Cooperation between ideologies

In some recent articles, I have discussed the importance of cooperation rather than confrontation between people, organisations and countries, in economic, cultural and other fields, even if we disagree on ideologies and other more or less profound things. I have referred to the work of the World Economic Forum (WEF), founded and led by Professor Klaus Schwab since the earlier 1970s. WEF brings together world leaders, yes, the rich and famous, powerful and ruthless, but also members of the youth and others in cultural and other fields, with less power but sometimes with alternative thoughts. Everyone benefits from discussing with friends and foes, strangers and others with entirely different take on reality and how to do things better. If we all mix and exchange views openly and honestly, perhaps we will realise that we can work together on many things. But we must realise that there is a need for more common regulations and systems for cooperation so it can benefit all, not only the rich and famous, indeed the multinationals. We need more democracy for broader contact and cooperation to work; it should be based on principles and standards, even ideologies.

About one third of the world’s countries are not democracies; some of them have wars and internal conflicts. But also countries considered democracies take part in military conflicts abroad, but their situation at home is usually more peaceful than in countries under authoritarian rule. There is a distinction between democracies and non-democracies, but there are degrees of people’s participation in both types of states. It is important that discussions and dialogue take place, irrespective of what one would think about the other states’ systems.

In my article last week, I drew attention to Western Europe’s failure to cooperate more positively with Russia and the Commonwealth of Independent States (CIS) after the end of the Cold War. It was a costly failure that the world suffers from today. Countries with longer democratic experience can give advice to younger states; older democracies will learn on the way, too, so they can renew their systems and cooperate better with others. Once the Corona pandemic is over, we have an important opportunity to revisit and renew bilateral and multilateral diplomacy, including the UN and other organisations.

In all countries, political parties, civil society organisations, universities and think tanks, the civil service and the private sector, and so on, must all improve. We should know that even in the best democracies, such as those in Scandinavian countries, there is a huge space for improvements, especially in fields and organisations that have been left too much or their own, unnoticed and hidden. As the world keeps changing, as it will always do, there will be new situations to be addressed, and there is a need for people’s participation. It is worrying that fewer young people join political parties. We have become less ideological and that leads to less deep engagement.

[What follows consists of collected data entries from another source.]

// File: crates/chart-core/src/legend.rs
// Summary: Legend placement (vertical at the right on desktop, horizontal row
// under the plot on mobile) and its SVG output.

use crate::layout::Viewport;
use crate::series::{SeriesPath, STROKE_WIDTH};
use crate::svg::{num, SvgWriter};
use crate::theme::{Color, Theme};

const SAMPLE_WIDTH: f64 = 20.0;
const DOT_RADIUS: f64 = 3.0;
const ROW_HEIGHT: f64 = 25.0;
const COLUMN_WIDTH: f64 = 90.0;

#[derive(Clone, Debug, PartialEq)]
pub struct LegendEntry {
    pub group: String,
    pub color: Color,
    /// Entry anchor relative to the legend origin.
    pub x: f64,
    pub y: f64,
}

#[derive(Clone, Debug, PartialEq)]
pub struct LegendLayout {
    /// Translation of the legend group in surface coordinates.
    pub origin: (f64, f64),
    /// Shown on desktop only.
    pub header: Option<String>,
    pub entries: Vec<LegendEntry>,
    pub font_px: f64,
}

impl LegendLayout {
    /// Entries for the rendered series only. Each entry takes the slot of its
    /// series index, the same index that staggers the reveal.
    pub fn compute(viewport: &Viewport, series: &[SeriesPath], header: &str) -> Self {
        let m = viewport.margins;
        let mobile = viewport.is_mobile;
        let mut ordered: Vec<&SeriesPath> = series.iter().collect();
        ordered.sort_by_key(|s| s.index);
        let entries = ordered
            .into_iter()
            .map(|s| {
                let i = s.index;
                let (x, y) = if mobile {
                    (i as f64 * COLUMN_WIDTH, 0.0)
                } else {
                    (0.0, i as f64 * ROW_HEIGHT + 15.0)
                };
                LegendEntry { group: s.group.clone(), color: s.color, x, y }
            })
            .collect();
        if mobile {
            Self { origin: (m.left, viewport.height - 15.0), header: None, entries, font_px: 10.0 }
        } else {
            Self {
                origin: (viewport.width - m.right + 10.0, m.top + 20.0),
                header: Some(header.to_string()),
                entries,
                font_px: 12.0,
            }
        }
    }

    pub fn write_svg(&self, w: &mut SvgWriter, theme: &Theme) -> std::fmt::Result {
        w.open(
            "g",
            &[
                ("class", "legend".to_string()),
                ("transform", format!("translate({},{})", num(self.origin.0), num(self.origin.1))),
            ],
        )?;
        if let Some(header) = &self.header {
            w.text(
                "text",
                &[
                    ("x", "0".to_string()),
                    ("y", "-5".to_string()),
                    ("font-size", "12px".to_string()),
                    ("font-weight", "600".to_string()),
                    ("fill", theme.title.to_string()),
                ],
                header,
            )?;
        }
        for e in &self.entries {
            let color = e.color.to_string();
            w.leaf(
                "line",
                &[
                    ("x1", num(e.x)),
                    ("x2", num(e.x + SAMPLE_WIDTH)),
                    ("y1", num(e.y)),
                    ("y2", num(e.y)),
                    ("stroke", color.clone()),
                    ("stroke-width", num(STROKE_WIDTH)),
                ],
            )?;
            w.leaf(
                "circle",
                &[
                    ("cx", num(e.x + SAMPLE_WIDTH / 2.0)),
                    ("cy", num(e.y)),
                    ("r", num(DOT_RADIUS)),
                    ("fill", color),
                    ("stroke", theme.legend_dot_stroke.to_string()),
                    ("stroke-width", "0.5".to_string()),
                ],
            )?;
            w.text(
                "text",
                &[
                    ("x", num(e.x + 26.0)),
                    ("y", num(e.y + 4.0)),
                    ("font-size", format!("{}px", num(self.font_px))),
                    ("fill", theme.axis_label.to_string()),
                ],
                &e.group,
            )?;
        }
        w.close("g")
    }
}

The modern communication technologies can be tools for easier participation and widened democratic participation and cooperation. Young people have exciting tasks ahead to change their world, locally and globally. I believe that the political parties have major challenges; they must change in organisational forms, the ways they work, the ways they recruit members, and so on. I believe that ideologies and values must become clearer, and strategies for how to reach results. Also, political parties must include the private sector in their work; the private sector must not only focus on making money, but on how to pay back to society, and participate and discuss with politicians. Professor Schwab’s newly released book, ‘Stakeholder Capitalism’, becomes useful.

We seem to be awaiting grand new political ideas, top names, new visions, future-looking ideologies, and values that are good for all in a more equal world. We live in a technocratic, bureaucratic and meritocratic time. The political class may be comfortable enough with the state of affairs and not be searching seriously enough for real improvements, new ideas and change. I believe we should revitalise old ideologies, indeed socialism and also social democracy. But in some fields, such as gender equality and the environmental issues and climate change, leaders have done very well. All politicians can learn from their work. I believe that the migration and refugee issues need urgent attention, with new theories, ideas and sustainable solutions. Last week I made reference to the unique writer Mohsin Hamid and his libertarian suggestions about migration; he is thinking outside the box. It is good a writer takes up the issues, but it is the responsibility of politicians, international organisations, the private sector, and others to find ways of practical implementation.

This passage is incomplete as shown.